◆ **WORK TO BE COMPLETED**
List every line in this data where the string "struct" occurs.

◆ **Stored data**
....................
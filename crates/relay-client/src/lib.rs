//! relay-client — a programmatic client for the websocket relay.
//!
//! The relay fans every message a user sends out to all other connected
//! users and acknowledges the sender.  This crate wraps that protocol in a
//! typed session: [`RelayClient::login`] connects and authenticates by query
//! parameter, [`RelayClient::request`] sends a message and awaits the
//! matching acknowledgment, and relayed messages from other users arrive on
//! the channel `login` returns.
//!
//! The companion `relay-client` binary is a small interactive shell over the
//! same type.

pub mod client;

pub use client::{ClientError, RelayClient, ACK_WAIT};
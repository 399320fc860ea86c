//! Storage layer - file I/O and record formats.
//!
//! This module handles persistent storage:
//! - [`DiskManager`] - Positional file I/O
//! - [`record`] - Header and node record layouts, offset allocation

mod disk_manager;
pub mod record;

pub use disk_manager::DiskManager;
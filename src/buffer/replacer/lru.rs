//! LRU (Least-Recently-Used) replacement policy.

use crate::common::FrameId;

/// Recency links of one frame.
#[derive(Debug, Clone, Copy, Default)]
struct Link {
    prev: Option<FrameId>,
    next: Option<FrameId>,
    linked: bool,
}

/// An LRU eviction policy.
///
/// Frames form a doubly-linked list threaded through a `Vec` indexed by
/// frame id: the head is the most recently used frame, the tail is the next
/// victim. Every operation is O(1).
///
/// ```text
///  head (MRU)                          tail (LRU)
///  [Frame 3] ⇄ [Frame 0] ⇄ [Frame 7] ⇄ [Frame 1]
/// ```
#[derive(Debug, Default)]
pub struct LruReplacer {
    links: Vec<Link>,
    head: Option<FrameId>,
    tail: Option<FrameId>,
    size: usize,
}

impl LruReplacer {
    /// Create an empty replacer.
    pub fn new() -> Self {
        Self::default()
    }

    /// Record that a frame was accessed, making it the most recently used.
    pub fn record_access(&mut self, frame_id: FrameId) {
        if frame_id.0 >= self.links.len() {
            self.links.resize(frame_id.0 + 1, Link::default());
        }
        if self.head == Some(frame_id) {
            return;
        }
        if self.links[frame_id.0].linked {
            self.unlink(frame_id);
        }
        self.push_front(frame_id);
    }

    /// Select the least recently used frame and stop tracking it.
    pub fn evict(&mut self) -> Option<FrameId> {
        let victim = self.tail?;
        self.unlink(victim);
        Some(victim)
    }

    /// Stop tracking a frame.
    pub fn remove(&mut self, frame_id: FrameId) {
        if self
            .links
            .get(frame_id.0)
            .is_some_and(|link| link.linked)
        {
            self.unlink(frame_id);
        }
    }

    /// Number of tracked frames.
    pub fn size(&self) -> usize {
        self.size
    }

    fn push_front(&mut self, frame_id: FrameId) {
        let old_head = self.head;
        self.links[frame_id.0] = Link {
            prev: None,
            next: old_head,
            linked: true,
        };
        match old_head {
            Some(head) => self.links[head.0].prev = Some(frame_id),
            None => self.tail = Some(frame_id),
        }
        self.head = Some(frame_id);
        self.size += 1;
    }

    fn unlink(&mut self, frame_id: FrameId) {
        let Link { prev, next, .. } = self.links[frame_id.0];
        match prev {
            Some(p) => self.links[p.0].next = next,
            None => self.head = next,
        }
        match next {
            Some(n) => self.links[n.0].prev = prev,
            None => self.tail = prev,
        }
        self.links[frame_id.0] = Link::default();
        self.size -= 1;
    }
}
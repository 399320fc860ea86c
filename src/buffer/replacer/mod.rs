//! Eviction policy implementations (replacers).
//!
//! - [`LruReplacer`] - Least-recently-used, used by the node cache

mod lru;

pub use lru::LruReplacer;
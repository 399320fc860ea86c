//! Index header record.
//!
//! The header sits at offset 0 and holds everything needed to resume the
//! tree: layout parameters, the root offset, the key count and the
//! allocator state. It carries a CRC32 so a damaged or foreign file is
//! rejected at open instead of being walked.

use crate::common::config::{FORMAT_VERSION, FREE_POOL_CAPACITY, HEADER_SIZE, MAGIC};
use crate::common::{Error, PageOffset, Result};

use super::allocator::OffsetAllocator;
use super::free_pool::FreePool;
use super::node::NodeLayout;

/// In-memory copy of the header record.
///
/// The header is read once at open and written back at flush points. It is
/// not rewritten after each mutation.
#[derive(Debug, Clone, PartialEq, Eq)]
pub struct IndexHeader {
    /// Branching factor `M`.
    pub order: u32,
    /// Encoded size of one value.
    pub value_size: u32,
    /// Offset of the root node record.
    pub root: PageOffset,
    /// Number of keys in the tree.
    pub len: u64,
    /// Record offset allocation state.
    pub allocator: OffsetAllocator,
}

impl IndexHeader {
    pub const OFFSET_MAGIC: usize = 0;
    pub const OFFSET_VERSION: usize = 8;
    pub const OFFSET_ORDER: usize = 12;
    pub const OFFSET_VALUE_SIZE: usize = 16;
    pub const OFFSET_POOL_LEN: usize = 20;
    pub const OFFSET_ROOT: usize = 24;
    pub const OFFSET_LEN: usize = 32;
    pub const OFFSET_NEXT_INDEX: usize = 40;
    pub const OFFSET_POOL: usize = 48;
    pub const OFFSET_CHECKSUM: usize = Self::OFFSET_POOL + FREE_POOL_CAPACITY * 8;

    /// Header of a new, empty tree whose root sits at the canonical offset.
    pub fn new(layout: &NodeLayout) -> Self {
        let allocator = OffsetAllocator::new(layout.record_size());
        Self {
            order: layout.order() as u32,
            value_size: layout.value_size() as u32,
            root: allocator.canonical_root(),
            len: 0,
            allocator,
        }
    }

    /// Layout of the node records described by this header.
    pub fn layout(&self) -> NodeLayout {
        NodeLayout::new(self.order as usize, self.value_size as usize)
    }

    /// Serialize into a `HEADER_SIZE` buffer.
    pub fn encode(&self) -> Vec<u8> {
        let mut buf = vec![0u8; HEADER_SIZE];
        let pool = self.allocator.free_pool().as_slice();

        buf[Self::OFFSET_MAGIC..Self::OFFSET_MAGIC + 8].copy_from_slice(&MAGIC);
        put_u32(&mut buf, Self::OFFSET_VERSION, FORMAT_VERSION);
        put_u32(&mut buf, Self::OFFSET_ORDER, self.order);
        put_u32(&mut buf, Self::OFFSET_VALUE_SIZE, self.value_size);
        put_u32(&mut buf, Self::OFFSET_POOL_LEN, pool.len() as u32);
        put_u64(&mut buf, Self::OFFSET_ROOT, self.root.get());
        put_u64(&mut buf, Self::OFFSET_LEN, self.len);
        put_u64(&mut buf, Self::OFFSET_NEXT_INDEX, self.allocator.next_index());
        for (i, offset) in pool.iter().enumerate() {
            put_u64(&mut buf, Self::OFFSET_POOL + i * 8, offset.get());
        }

        let checksum = crc32fast::hash(&buf[..Self::OFFSET_CHECKSUM]);
        put_u32(&mut buf, Self::OFFSET_CHECKSUM, checksum);
        buf
    }

    /// Parse and validate a header.
    ///
    /// # Errors
    /// Returns `Error::Corrupted` if the buffer is short, the magic, version
    /// or checksum do not match, or the stored fields are inconsistent.
    pub fn decode(buf: &[u8]) -> Result<Self> {
        if buf.len() < HEADER_SIZE {
            return Err(Error::Corrupted(format!(
                "header is {} bytes, expected {}",
                buf.len(),
                HEADER_SIZE
            )));
        }
        if buf[Self::OFFSET_MAGIC..Self::OFFSET_MAGIC + 8] != MAGIC {
            return Err(Error::Corrupted("bad magic".to_string()));
        }

        let stored = get_u32(buf, Self::OFFSET_CHECKSUM);
        let computed = crc32fast::hash(&buf[..Self::OFFSET_CHECKSUM]);
        if stored != computed {
            return Err(Error::Corrupted(format!(
                "header checksum mismatch: stored {:#010x}, computed {:#010x}",
                stored, computed
            )));
        }

        let version = get_u32(buf, Self::OFFSET_VERSION);
        if version != FORMAT_VERSION {
            return Err(Error::Corrupted(format!(
                "unsupported format version {}",
                version
            )));
        }

        let order = get_u32(buf, Self::OFFSET_ORDER);
        let value_size = get_u32(buf, Self::OFFSET_VALUE_SIZE);
        let pool_len = get_u32(buf, Self::OFFSET_POOL_LEN) as usize;
        if pool_len > FREE_POOL_CAPACITY {
            return Err(Error::Corrupted(format!(
                "free pool length {} exceeds capacity",
                pool_len
            )));
        }

        let layout = NodeLayout::new(order as usize, value_size as usize);
        let slots = (0..pool_len)
            .map(|i| PageOffset::new(get_u64(buf, Self::OFFSET_POOL + i * 8)));
        let allocator = OffsetAllocator::restore(
            layout.record_size(),
            get_u64(buf, Self::OFFSET_NEXT_INDEX),
            FreePool::from_slots(slots),
        );

        Ok(Self {
            order,
            value_size,
            root: PageOffset::new(get_u64(buf, Self::OFFSET_ROOT)),
            len: get_u64(buf, Self::OFFSET_LEN),
            allocator,
        })
    }
}

fn put_u32(buf: &mut [u8], at: usize, value: u32) {
    buf[at..at + 4].copy_from_slice(&value.to_le_bytes());
}

fn put_u64(buf: &mut [u8], at: usize, value: u64) {
    buf[at..at + 8].copy_from_slice(&value.to_le_bytes());
}

fn get_u32(buf: &[u8], at: usize) -> u32 {
    let mut bytes = [0u8; 4];
    bytes.copy_from_slice(&buf[at..at + 4]);
    u32::from_le_bytes(bytes)
}

fn get_u64(buf: &[u8], at: usize) -> u64 {
    let mut bytes = [0u8; 8];
    bytes.copy_from_slice(&buf[at..at + 8]);
    u64::from_le_bytes(bytes)
}

// ============================================================================
// TESTS
// ============================================================================
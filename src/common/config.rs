//! Configuration constants and tree options.

use crate::common::{Error, Result};

/// File magic stored in the first 8 bytes of the header record.
pub const MAGIC: [u8; 8] = *b"PGTREE\0\x01";

/// On-disk format version.
pub const FORMAT_VERSION: u32 = 1;

/// Number of reclaimed offsets the header can remember.
///
/// Offsets released while the pool is full are dropped, so their records
/// are leaked until the file is rebuilt.
pub const FREE_POOL_CAPACITY: usize = 2000;

/// Size of the fixed header record at offset 0.
///
/// # Layout
/// ```text
/// Offset  Size        Field
/// ------  ----        -----
/// 0       8           magic
/// 8       4           format version
/// 12      4           branching factor (M)
/// 16      4           encoded value size
/// 20      4           free pool length
/// 24      8           root offset
/// 32      8           key count
/// 40      8           next allocation index
/// 48      8 × 2000    free pool slots
/// 16048   4           CRC32 of bytes 0..16048
/// ```
pub const HEADER_SIZE: usize = 48 + FREE_POOL_CAPACITY * 8 + 4;

/// Default branching factor.
pub const DEFAULT_ORDER: usize = 4;

/// Smallest branching factor that still allows a split to leave both
/// halves non-empty.
pub const MIN_ORDER: usize = 3;

/// Default number of node records held by the cache.
pub const DEFAULT_CACHE_CAPACITY: usize = 3000;

/// Upper bound on descent depth.
///
/// With `M >= 3` a balanced tree this tall would hold more than 2^63 keys,
/// so reaching it means the child pointers form a cycle.
pub const MAX_HEIGHT: usize = 64;

/// Options for opening a [`BTree`](crate::BTree).
///
/// # Example
/// ```
/// use pagetree::TreeConfig;
///
/// let config = TreeConfig::builder().order(6).cache_capacity(16).build();
/// assert_eq!(config.order, 6);
/// assert!(config.validate().is_ok());
/// ```
#[derive(Debug, Clone, Copy, PartialEq, Eq)]
pub struct TreeConfig {
    /// Branching factor `M`: maximum children per node, `M - 1` entries.
    ///
    /// Fixed for the lifetime of a file; reopening with another value fails.
    pub order: usize,

    /// Number of node records the cache keeps in memory.
    pub cache_capacity: usize,
}

impl Default for TreeConfig {
    fn default() -> Self {
        Self {
            order: DEFAULT_ORDER,
            cache_capacity: DEFAULT_CACHE_CAPACITY,
        }
    }
}

impl TreeConfig {
    /// Create a new config builder.
    pub fn builder() -> TreeConfigBuilder {
        TreeConfigBuilder::default()
    }

    /// Minimum entry count of a non-root node: `ceil(M / 2) - 1`.
    #[inline]
    pub fn min_entries(&self) -> usize {
        self.order.div_ceil(2) - 1
    }

    /// Check that the options describe a usable tree.
    ///
    /// # Errors
    /// Returns `Error::InvalidConfig` if `order < 3`, `order` does not fit in
    /// a `u32`, or `cache_capacity` is zero.
    pub fn validate(&self) -> Result<()> {
        if self.order < MIN_ORDER {
            return Err(Error::InvalidConfig(format!(
                "order must be at least {}, got {}",
                MIN_ORDER, self.order
            )));
        }
        if u32::try_from(self.order).is_err() {
            return Err(Error::InvalidConfig(format!(
                "order {} does not fit in the header",
                self.order
            )));
        }
        if self.cache_capacity == 0 {
            return Err(Error::InvalidConfig(
                "cache capacity must be at least 1".to_string(),
            ));
        }
        Ok(())
    }
}

/// Builder for [`TreeConfig`].
#[derive(Debug, Default)]
pub struct TreeConfigBuilder {
    config: TreeConfig,
}

impl TreeConfigBuilder {
    /// Set the branching factor.
    pub fn order(mut self, order: usize) -> Self {
        self.config.order = order;
        self
    }

    /// Set the number of cached node records.
    pub fn cache_capacity(mut self, capacity: usize) -> Self {
        self.config.cache_capacity = capacity;
        self
    }

    pub fn build(self) -> TreeConfig {
        self.config
    }
}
....................
◆ **ANSWER BOX**
struct Link {
pub struct LruReplacer {
pub struct IndexHeader {
pub struct TreeConfig {
pub struct TreeConfigBuilder {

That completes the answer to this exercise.